I-90 through Pennsylvania was short and pretty. Pennsylvania, with its rolling hills and tree filled vistas, has some of the nicest scenery on its interstates, and I always enjoy the trip through.

Indiana, as usual, was a repetitive litany of dirty travel plaza stops along the I-90 toll road, and I reminded myself to find a different way through the next year.

By the time I got to Indiana, the rain had returned and I stopped again to put on rain gear, then had to stop at another Indiana Turnpike plaza to wait out some sheeting rain. So it went for about a hundred miles: I would ride for thirty, then have to stop for twenty minutes due to more sheeting rain, then get going during another break, then have to stop again….

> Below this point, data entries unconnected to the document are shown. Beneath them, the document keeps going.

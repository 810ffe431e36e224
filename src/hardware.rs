//! Accelerator memory sampling. A dedicated thread polls a probe on a fixed
//! interval while a generation runs; the orchestrator reads the collected
//! buffer only after `stop()` has joined the thread, so no locking is needed.

use crate::events::{EventSink, RunEvent};
use crate::score::round2;
use serde::{Deserialize, Serialize};
use std::sync::atomic::{AtomicBool, Ordering};
use std::sync::Arc;
use std::thread::JoinHandle;
use std::time::Duration;

/// Peak VRAM above this threshold is taken as evidence that an accelerator
/// actually held the model.
const GPU_DETECTED_THRESHOLD_MB: f64 = 500.0;

/// Source of "current accelerator memory usage" readings. The discovery
/// mechanics (NVML, perf counters, registry) live outside this crate.
pub trait MemoryProbe: Send + Sync {
    fn current_accelerator_memory_mb(&self) -> f64;
}

/// Probe for hosts without a usable accelerator probe. Always reads 0.
pub struct NullProbe;

impl MemoryProbe for NullProbe {
    fn current_accelerator_memory_mb(&self) -> f64 {
        0.0
    }
}

/// Fixed-value probe, for tests.
pub struct StaticProbe(pub f64);

impl MemoryProbe for StaticProbe {
    fn current_accelerator_memory_mb(&self) -> f64 {
        self.0
    }
}

/// Host description captured once per run and embedded in the result file.
/// Populated by an external discovery collaborator; `unknown()` is the
/// stand-in when none is wired up.
#[derive(Debug, Clone, PartialEq, Serialize, Deserialize)]
pub struct SystemSnapshot {
    pub os: String,
    pub cpu: String,
    pub ram_total_gb: f64,
    pub gpu: Option<String>,
    pub vram_total_mb: Option<f64>,
    pub vram_used_mb: Option<f64>,
    pub date_utc: String,
}

impl SystemSnapshot {
    pub fn unknown() -> Self {
        SystemSnapshot {
            os: std::env::consts::OS.to_string(),
            cpu: "Unknown".to_string(),
            ram_total_gb: 0.0,
            gpu: None,
            vram_total_mb: None,
            vram_used_mb: None,
            date_utc: chrono::Utc::now().to_rfc3339(),
        }
    }
}

/// What one sampling session observed.
#[derive(Debug, Clone, Default, PartialEq, Serialize, Deserialize)]
pub struct SamplerReading {
    pub peak_mb: f64,
    pub average_mb: f64,
    pub samples: usize,
}

impl SamplerReading {
    pub fn gpu_detected(&self) -> bool {
        self.peak_mb > GPU_DETECTED_THRESHOLD_MB
    }

    fn from_samples(peak: f64, samples: &[f64]) -> Self {
        let average_mb = if samples.is_empty() {
            0.0
        } else {
            round2(samples.iter().sum::<f64>() / samples.len() as f64)
        };
        SamplerReading {
            peak_mb: peak,
            average_mb,
            samples: samples.len(),
        }
    }
}

pub struct MemorySampler {
    running: Arc<AtomicBool>,
    handle: Option<JoinHandle<(f64, Vec<f64>)>>,
    last: SamplerReading,
}

impl MemorySampler {
    /// Spawn the sampling thread. Every reading updates the running peak, is
    /// appended to the history, and is emitted as a live event.
    pub fn start(probe: Arc<dyn MemoryProbe>, interval: Duration, events: EventSink) -> Self {
        let running = Arc::new(AtomicBool::new(true));
        let flag = Arc::clone(&running);
        let handle = std::thread::spawn(move || {
            let mut peak = 0.0_f64;
            let mut samples = Vec::new();
            while flag.load(Ordering::Relaxed) {
                let mb = probe.current_accelerator_memory_mb();
                if mb > peak {
                    peak = mb;
                }
                samples.push(mb);
                events.emit(RunEvent::MemorySample(mb));
                std::thread::sleep(interval);
            }
            (peak, samples)
        });
        MemorySampler {
            running,
            handle: Some(handle),
            last: SamplerReading::default(),
        }
    }

    /// Stop sampling and block until the thread has exited. Safe to call more
    /// than once; later calls return the reading from the first.
    pub fn stop(&mut self) -> SamplerReading {
        self.running.store(false, Ordering::Relaxed);
        if let Some(handle) = self.handle.take() {
            let (peak, samples) = handle.join().unwrap_or((0.0, Vec::new()));
            self.last = SamplerReading::from_samples(peak, &samples);
        }
        self.last.clone()
    }
}

impl Drop for MemorySampler {
    fn drop(&mut self) {
        self.stop();
    }
}

#[cfg(test)]
mod tests {
    use super::*;

    #[test]
    fn zero_samples_average_to_zero() {
        let reading = SamplerReading::from_samples(0.0, &[]);
        assert_eq!(reading.average_mb, 0.0);
        assert_eq!(reading.samples, 0);
        assert!(!reading.gpu_detected());
    }

    #[test]
    fn average_is_rounded_mean() {
        let reading = SamplerReading::from_samples(1200.0, &[1000.0, 1100.0, 1200.0]);
        assert_eq!(reading.average_mb, 1100.0);
        assert_eq!(reading.peak_mb, 1200.0);
        assert!(reading.gpu_detected());
    }

    #[test]
    fn sampler_collects_and_stops() {
        let probe = Arc::new(StaticProbe(2048.0));
        let mut sampler =
            MemorySampler::start(probe, Duration::from_millis(5), EventSink::disabled());
        std::thread::sleep(Duration::from_millis(40));

        let reading = sampler.stop();
        assert!(reading.samples >= 1);
        assert_eq!(reading.peak_mb, 2048.0);
        assert_eq!(reading.average_mb, 2048.0);
        assert!(reading.gpu_detected());
    }

    #[test]
    fn stop_is_idempotent() {
        let probe = Arc::new(StaticProbe(100.0));
        let mut sampler =
            MemorySampler::start(probe, Duration::from_millis(5), EventSink::disabled());
        std::thread::sleep(Duration::from_millis(20));

        let first = sampler.stop();
        let second = sampler.stop();
        assert_eq!(first, second);
    }

    #[tokio::test]
    async fn samples_are_emitted_as_events() {
        let (sink, mut rx) = crate::events::channel();
        let probe = Arc::new(StaticProbe(4096.0));
        let mut sampler = MemorySampler::start(probe, Duration::from_millis(5), sink);
        std::thread::sleep(Duration::from_millis(30));
        sampler.stop();

        let mut saw_sample = false;
        while let Ok(event) = rx.try_recv() {
            if let RunEvent::MemorySample(mb) = event {
                assert_eq!(mb, 4096.0);
                saw_sample = true;
            }
        }
        assert!(saw_sample);
    }

    #[test]
    fn null_probe_reads_zero() {
        assert_eq!(NullProbe.current_accelerator_memory_mb(), 0.0);
    }
}
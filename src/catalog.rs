//! Static task catalog: 11 content categories (B-L) with 3 tasks each, plus
//! the standalone speed benchmark (A). Loaded once, never mutated.

use std::fmt;

/// Identifier of the speed benchmark. It is reported separately and excluded
/// from the quality total.
pub const SPEED_CATEGORY: char = 'A';

pub const CATEGORY_LETTERS: [char; 11] = ['B', 'C', 'D', 'E', 'F', 'G', 'H', 'I', 'J', 'K', 'L'];

pub const TASKS_PER_CATEGORY: u8 = 3;

/// Identity of one task: category letter plus 1-based index within it.
#[derive(Debug, Clone, Copy, PartialEq, Eq, Hash)]
pub struct TaskId {
    pub category: char,
    pub index: u8,
}

impl fmt::Display for TaskId {
    fn fmt(&self, f: &mut fmt::Formatter<'_>) -> fmt::Result {
        write!(f, "{}{}", self.category, self.index)
    }
}

/// Ground truth attached to a task, handed to the judge verbatim.
#[derive(Debug, Clone, Copy)]
pub enum GroundTruth {
    /// No reference material; the judge grades on criteria alone.
    None,
    /// Flat list of facts the response is expected to reflect.
    Facts(&'static [&'static str]),
    /// Statements paired with whether each one is actually true.
    Statements(&'static [(&'static str, bool)]),
}

#[derive(Debug, Clone, Copy)]
pub struct TaskDefinition {
    pub id: TaskId,
    pub name: &'static str,
    pub prompt: &'static str,
    pub task_desc: &'static str,
    pub criteria: &'static str,
    pub ground_truth: GroundTruth,
}

pub fn category_name(letter: char) -> Option<&'static str> {
    match letter {
        'B' => Some("English Quality"),
        'C' => Some("German Quality"),
        'D' => Some("Fact Checking"),
        'E' => Some("Context Extraction"),
        'F' => Some("Logic & Constraints"),
        'G' => Some("Creative Writing"),
        'H' => Some("ELI5 Complexity"),
        'I' => Some("Python Coding"),
        'J' => Some("Customer Support"),
        'K' => Some("Summarization"),
        'L' => Some("Structured Output"),
        _ => None,
    }
}

/// All tasks in execution order.
pub fn tasks() -> &'static [TaskDefinition] {
    &TASKS
}

/// Look up one task. Identifiers must already be upper-cased by the caller.
pub fn lookup(category: char, index: u8) -> Option<&'static TaskDefinition> {
    TASKS
        .iter()
        .find(|t| t.id.category == category && t.id.index == index)
}

pub fn category_tasks(letter: char) -> impl Iterator<Item = &'static TaskDefinition> {
    TASKS.iter().filter(move |t| t.id.category == letter)
}

/// Maximum achievable quality total: 10 points per content category.
/// Derived from the active category count, never hard-coded.
pub fn max_total_score() -> f64 {
    CATEGORY_LETTERS.len() as f64 * 10.0
}

const fn id(category: char, index: u8) -> TaskId {
    TaskId { category, index }
}
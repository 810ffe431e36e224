//! Typed progress stream produced by the pipeline and the autopilot loop.
//! Any consumer (a terminal printer, a test harness, a future GUI) subscribes
//! to the receiving end; the core never talks to a presentation layer
//! directly.

use crate::results::{CategoryResult, RunResult, SpeedResult};
use tokio::sync::mpsc::{unbounded_channel, UnboundedReceiver, UnboundedSender};

#[derive(Debug, Clone)]
pub enum RunEvent {
    /// Per-task status line ("Generating response...", "Waiting for judge...").
    TaskStatus { id: String, message: String },
    /// Incremental response text as it streams in.
    StreamChunk { id: String, text: String },
    /// Free-form log line.
    Log(String),
    /// One accelerator memory reading, in MB.
    MemorySample(f64),
    SpeedFinished(SpeedResult),
    CategoryFinished(CategoryResult),
    RunFinished(Box<RunResult>),
}

/// Sending half of the event stream. A disconnected or absent consumer is
/// not an error: the run must finish whether or not anyone is watching.
#[derive(Debug, Clone)]
pub struct EventSink {
    tx: Option<UnboundedSender<RunEvent>>,
}

impl EventSink {
    pub fn disabled() -> Self {
        EventSink { tx: None }
    }

    pub fn emit(&self, event: RunEvent) {
        if let Some(tx) = &self.tx {
            let _ = tx.send(event);
        }
    }

    pub fn log(&self, message: impl Into<String>) {
        self.emit(RunEvent::Log(message.into()));
    }

    pub fn status(&self, id: impl Into<String>, message: impl Into<String>) {
        self.emit(RunEvent::TaskStatus {
            id: id.into(),
            message: message.into(),
        });
    }
}

pub fn channel() -> (EventSink, UnboundedReceiver<RunEvent>) {
    let (tx, rx) = unbounded_channel();
    (EventSink { tx: Some(tx) }, rx)
}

I thought the whole trek through Indiana would be like this until the rain finally let up. Then came the fog.

The fog was so bad that after a hair raising ride from one tollway plaza to the other, barely able to see the big rig trucks in front of me and realizing belatedly that if I could barely see a huge truck covered with lights, then the likelihood of being seen on a little Harley with one measly tail light was very slim, I decided it was time to give up on the Iron Butt and stop until dawn. This presented a challenge, as I had nowhere to go, but could not go anywhere. I sat by my bike for an hour, staring glumly at the street lights that peeked bleakly through the mist. Eventually I decided to try to use the time to nap before the morning came in.

I considered options: They included sleeping beside my bike, which I didn’t think would go over very well in a parking lot and might be conducive to my getting squished by a four wheel vehicle. Alternatively I could try to sleep inside the plaza, which would distance me from my bike and everything I had with me. I put those options aside and considered further: I could sleep at the edge of the truck parking area, which was possible except my safety would be at the mercy of an exhausted truck driver coming in for a rest stop and hopefully seeing me. And dependent on the wrong person not seeing me there. The parking lot edge was far from help should anyone see opportunity in a sleeping biker girl.

I decided to lean back on the load I had on my rear fender and try to go to sleep.

Actually, it was not as bad as it sounds. Through the night I found a variety of different ways to sleep on my bike, settling eventually into the most comfortable with my jacket rolled up and placed on top of my gas tank and me laying on my side, head on the aforementioned jacket and feet resting on a saddlebag. Somehow I negotiated this until dawn without falling off and woke, somewhat stiff and decidedly unrefreshed, to continue the day now that the fog had begun to lift. I pressed onward to Chicago.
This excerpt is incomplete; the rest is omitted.